### Input data

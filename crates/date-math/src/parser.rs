//! Date-math resolution: `now-1d/d`, `2024.01.01||+1M/M`.
//!
//! An expression is an anchor followed by an optional math suffix. The
//! anchor is either the configured now token, immediately followed by the
//! suffix, or a literal date in the configured pattern, separated from the
//! suffix by `||`.

use chrono::DateTime;
use chrono_tz::Tz;
use tracing::debug;

use crate::config::DateMathConfig;
use crate::error::{DateMathParseError, MalformedPatternError, Result};
use crate::format::DateFormat;
use crate::math::apply_math;

/// Separates a literal anchor from its math suffix.
pub const MATH_SEPARATOR: &str = "||";

/// A configuration with its anchor pattern compiled, ready to resolve
/// any number of expressions.
#[derive(Debug, Clone)]
pub struct DateMathParser {
    config: DateMathConfig,
    format: DateFormat,
}

impl DateMathParser {
    /// Compile `config.pattern`.
    ///
    /// # Errors
    ///
    /// Returns [`MalformedPatternError`] when the pattern uses an
    /// unsupported letter or a reserved character.
    pub fn new(config: DateMathConfig) -> std::result::Result<Self, MalformedPatternError> {
        let format = DateFormat::compile(&config.pattern)?;
        Ok(Self { config, format })
    }

    pub fn config(&self) -> &DateMathConfig {
        &self.config
    }

    /// Resolve `expression` to an instant in the configured zone.
    ///
    /// # Errors
    ///
    /// Returns [`DateMathParseError::InvalidDate`] when a literal anchor does
    /// not match the pattern, or any error from [`apply_math`] for the suffix.
    ///
    /// # Examples
    ///
    /// ```
    /// use chrono::{TimeZone, Utc};
    /// use date_math::{DateMathConfig, DateMathParser};
    ///
    /// let now = Utc.with_ymd_and_hms(2024, 3, 13, 17, 42, 31).unwrap();
    /// let parser = DateMathParser::new(DateMathConfig::with_fixed_now(now)).unwrap();
    ///
    /// let start_of_tomorrow = parser.resolve("now+1d/d").unwrap();
    /// assert_eq!(start_of_tomorrow.to_rfc3339(), "2024-03-14T00:00:00+00:00");
    ///
    /// let next_month = parser.resolve("2024.01.31||+1M").unwrap();
    /// assert_eq!(next_month.to_rfc3339(), "2024-02-29T00:00:00+00:00");
    /// ```
    pub fn resolve(&self, expression: &str) -> Result<DateTime<Tz>> {
        let (anchor, suffix) = match expression.strip_prefix(self.config.now_token.as_str()) {
            Some(suffix) => (self.config.now(), suffix),
            None => {
                let (literal, suffix) = expression
                    .split_once(MATH_SEPARATOR)
                    .unwrap_or((expression, ""));
                (self.parse_anchor(literal)?, suffix)
            }
        };
        debug!(expression, %anchor, suffix, "resolved date math anchor");
        apply_math(suffix, anchor)
    }

    fn parse_anchor(&self, literal: &str) -> Result<DateTime<Tz>> {
        self.format
            .parse(literal)
            .and_then(|fields| fields.resolve(&self.config.zone))
            .map_err(|source| DateMathParseError::InvalidDate {
                input: literal.to_string(),
                pattern: self.config.pattern.clone(),
                source,
            })
    }
}

/// Compile `config` and resolve a single expression.
///
/// # Errors
///
/// Pattern failures are reported as [`DateMathParseError::Pattern`];
/// everything else as for [`DateMathParser::resolve`].
pub fn resolve_expression(expression: &str, config: &DateMathConfig) -> Result<DateTime<Tz>> {
    DateMathParser::new(config.clone())?.resolve(expression)
}

#[cfg(test)]
mod tests {
    use super::*;
    use crate::config::fixed_clock;
    use crate::error::FormatParseError;
    use chrono::{TimeZone, Timelike, Utc};
    use std::error::Error as _;
    use std::sync::atomic::{AtomicUsize, Ordering};
    use std::sync::Arc;

    fn now() -> DateTime<Utc> {
        Utc.with_ymd_and_hms(2024, 3, 13, 17, 42, 31).unwrap()
    }

    fn parser() -> DateMathParser {
        DateMathParser::new(DateMathConfig::with_fixed_now(now())).unwrap()
    }

    fn utc(y: i32, mo: u32, d: u32, h: u32, mi: u32, s: u32) -> DateTime<Tz> {
        Tz::UTC.with_ymd_and_hms(y, mo, d, h, mi, s).unwrap()
    }

    #[test]
    fn test_now_alone() {
        assert_eq!(parser().resolve("now").unwrap(), now());
    }

    #[test]
    fn test_now_plus_day_rounded() {
        assert_eq!(parser().resolve("now+1d/d").unwrap(), utc(2024, 3, 14, 0, 0, 0));
    }

    #[test]
    fn test_now_rounded_down() {
        assert_eq!(parser().resolve("now/d").unwrap(), utc(2024, 3, 13, 0, 0, 0));
        assert_eq!(parser().resolve("now-1d/d").unwrap(), utc(2024, 3, 12, 0, 0, 0));
    }

    #[test]
    fn test_literal_without_suffix() {
        assert_eq!(parser().resolve("2024.03.01").unwrap(), utc(2024, 3, 1, 0, 0, 0));
    }

    #[test]
    fn test_literal_plus_month_lands_on_first() {
        assert_eq!(parser().resolve("2024.03.01||+1M").unwrap(), utc(2024, 4, 1, 0, 0, 0));
        assert_eq!(parser().resolve("2024.01.01||+1M").unwrap(), utc(2024, 2, 1, 0, 0, 0));
        assert_eq!(parser().resolve("2024.02.01||+1M").unwrap(), utc(2024, 3, 1, 0, 0, 0));
    }

    #[test]
    fn test_end_of_january_plus_month_clamps_to_february() {
        assert_eq!(parser().resolve("2024.01.31||+1M").unwrap(), utc(2024, 2, 29, 0, 0, 0));
        assert_eq!(parser().resolve("2023.01.31||+1M").unwrap(), utc(2023, 2, 28, 0, 0, 0));
    }

    #[test]
    fn test_empty_suffix_after_separator() {
        assert_eq!(parser().resolve("2024.03.01||").unwrap(), utc(2024, 3, 1, 0, 0, 0));
    }

    #[test]
    fn test_only_first_separator_splits() {
        let err = parser().resolve("2024.03.01||+1M||+1d").unwrap_err();
        assert!(matches!(err, DateMathParseError::UnsupportedOperator { operator: '|', .. }));
    }

    #[test]
    fn test_trailing_text_is_rejected() {
        let err = parser().resolve("2024.03.01x||+1d").unwrap_err();
        let message = err.to_string();
        assert!(message.contains("2024.03.01x"), "{message}");
        assert!(message.contains("YYYY.MM.dd"), "{message}");
        match &err {
            DateMathParseError::InvalidDate { source, .. } => {
                assert!(matches!(source, FormatParseError::TrailingText { position: 10, .. }));
            }
            other => panic!("unexpected error: {other}"),
        }
        assert!(err.source().is_some());
    }

    #[test]
    fn test_mismatched_literal_is_rejected() {
        for literal in ["2024-03-01", "March", "", "2024.13.01", "2024.02.30", "+2024.03.01"] {
            let err = parser().resolve(literal).unwrap_err();
            assert!(
                matches!(err, DateMathParseError::InvalidDate { .. }),
                "{literal}: {err}"
            );
        }
    }

    #[test]
    fn test_math_errors_surface() {
        let p = parser();
        assert!(matches!(
            p.resolve("now+2").unwrap_err(),
            DateMathParseError::TruncatedExpression { .. }
        ));
        assert!(matches!(
            p.resolve("now*1d").unwrap_err(),
            DateMathParseError::UnsupportedOperator { .. }
        ));
        assert!(matches!(
            p.resolve("2024.03.01||/2d").unwrap_err(),
            DateMathParseError::RoundingMagnitude { .. }
        ));
        assert!(matches!(
            p.resolve("nowish").unwrap_err(),
            DateMathParseError::UnsupportedOperator { operator: 'i', .. }
        ));
    }

    #[test]
    fn test_custom_now_token_and_zone() {
        let config = DateMathConfig {
            zone: chrono_tz::Europe::Berlin,
            now: fixed_clock(Utc.with_ymd_and_hms(2024, 3, 13, 23, 30, 0).unwrap()),
            now_token: "NOW".to_string(),
            ..DateMathConfig::default()
        };
        let parser = DateMathParser::new(config).unwrap();
        let midnight = parser.resolve("NOW/d").unwrap();
        // 00:30 in Berlin on the 14th
        assert_eq!(midnight, Utc.with_ymd_and_hms(2024, 3, 13, 23, 0, 0).unwrap());
        assert_eq!(midnight.timezone(), chrono_tz::Europe::Berlin);
        assert!(parser.resolve("now").is_err());
    }

    #[test]
    fn test_literal_is_read_in_configured_zone() {
        let config = DateMathConfig {
            zone: chrono_tz::Europe::Berlin,
            ..DateMathConfig::with_fixed_now(now())
        };
        let dt = resolve_expression("2024.03.01", &config).unwrap();
        assert_eq!(dt, Utc.with_ymd_and_hms(2024, 2, 29, 23, 0, 0).unwrap());
    }

    #[test]
    fn test_time_pattern_and_hour_rounding() {
        let config = DateMathConfig {
            pattern: "yyyy-MM-dd'T'HH:mm".to_string(),
            ..DateMathConfig::with_fixed_now(now())
        };
        let dt = resolve_expression("2024-03-01T10:15||/h", &config).unwrap();
        assert_eq!(dt, utc(2024, 3, 1, 10, 0, 0));
    }

    #[test]
    fn test_absent_fraction_defaults_to_zero() {
        let config = DateMathConfig {
            pattern: "yyyy.MM.dd HH:mm:ss".to_string(),
            ..DateMathConfig::with_fixed_now(now())
        };
        let dt = resolve_expression("2024.03.01 10:15:30", &config).unwrap();
        assert_eq!(dt, utc(2024, 3, 1, 10, 15, 30));
        assert_eq!(dt.nanosecond(), 0);

        let config = DateMathConfig {
            pattern: "yyyy.MM.dd HH:mm:ss.SSS".to_string(),
            ..config
        };
        let dt = resolve_expression("2024.03.01 10:15:30.250", &config).unwrap();
        assert_eq!(dt.second(), 30);
        assert_eq!(dt.nanosecond(), 250_000_000);
    }

    #[test]
    fn test_day_and_twenty_four_hours_differ_across_dst() {
        let config = DateMathConfig {
            zone: chrono_tz::America::New_York,
            ..DateMathConfig::with_fixed_now(now())
        };
        let day = resolve_expression("2026.03.08||+1d", &config).unwrap();
        let hours = resolve_expression("2026.03.08||+24h", &config).unwrap();
        assert_eq!(day.hour(), 0);
        assert_eq!(hours.hour(), 1);
        assert_eq!((hours - day).num_hours(), 1);
    }

    #[test]
    fn test_now_is_read_once_per_resolution() {
        let calls = Arc::new(AtomicUsize::new(0));
        let counter = Arc::clone(&calls);
        let config = DateMathConfig {
            now: Arc::new(move || {
                counter.fetch_add(1, Ordering::SeqCst);
                now()
            }),
            ..DateMathConfig::default()
        };
        let parser = DateMathParser::new(config).unwrap();
        parser.resolve("now+1d-1h/h").unwrap();
        assert_eq!(calls.load(Ordering::SeqCst), 1);
        parser.resolve("2024.03.01||+1d").unwrap();
        assert_eq!(calls.load(Ordering::SeqCst), 1);
    }

    #[test]
    fn test_malformed_pattern() {
        let config = DateMathConfig {
            pattern: "yyyy.MM.dd Z".to_string(),
            ..DateMathConfig::default()
        };
        assert!(DateMathParser::new(config.clone()).is_err());
        let err = resolve_expression("now", &config).unwrap_err();
        assert!(matches!(err, DateMathParseError::Pattern(_)));
    }

    #[test]
    fn test_parser_is_send_and_sync() {
        fn assert_send_sync<T: Send + Sync>() {}
        assert_send_sync::<DateMathParser>();
        assert_send_sync::<DateMathConfig>();
    }

    #[test]
    fn test_shared_across_threads() {
        let parser = Arc::new(parser());
        let handles: Vec<_> = (0..4)
            .map(|i| {
                let parser = Arc::clone(&parser);
                std::thread::spawn(move || parser.resolve(&format!("now+{i}d/d")).unwrap())
            })
            .collect();
        for (i, handle) in handles.into_iter().enumerate() {
            let expected = utc(2024, 3, 13 + i as u32, 0, 0, 0);
            assert_eq!(handle.join().unwrap(), expected);
        }
    }
}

### Your task
Search the lines above for the string "DateFormat" and copy each line that has it.

### Written response
use crate::format::DateFormat;
    format: DateFormat,
        let format = DateFormat::compile(&config.pattern)?;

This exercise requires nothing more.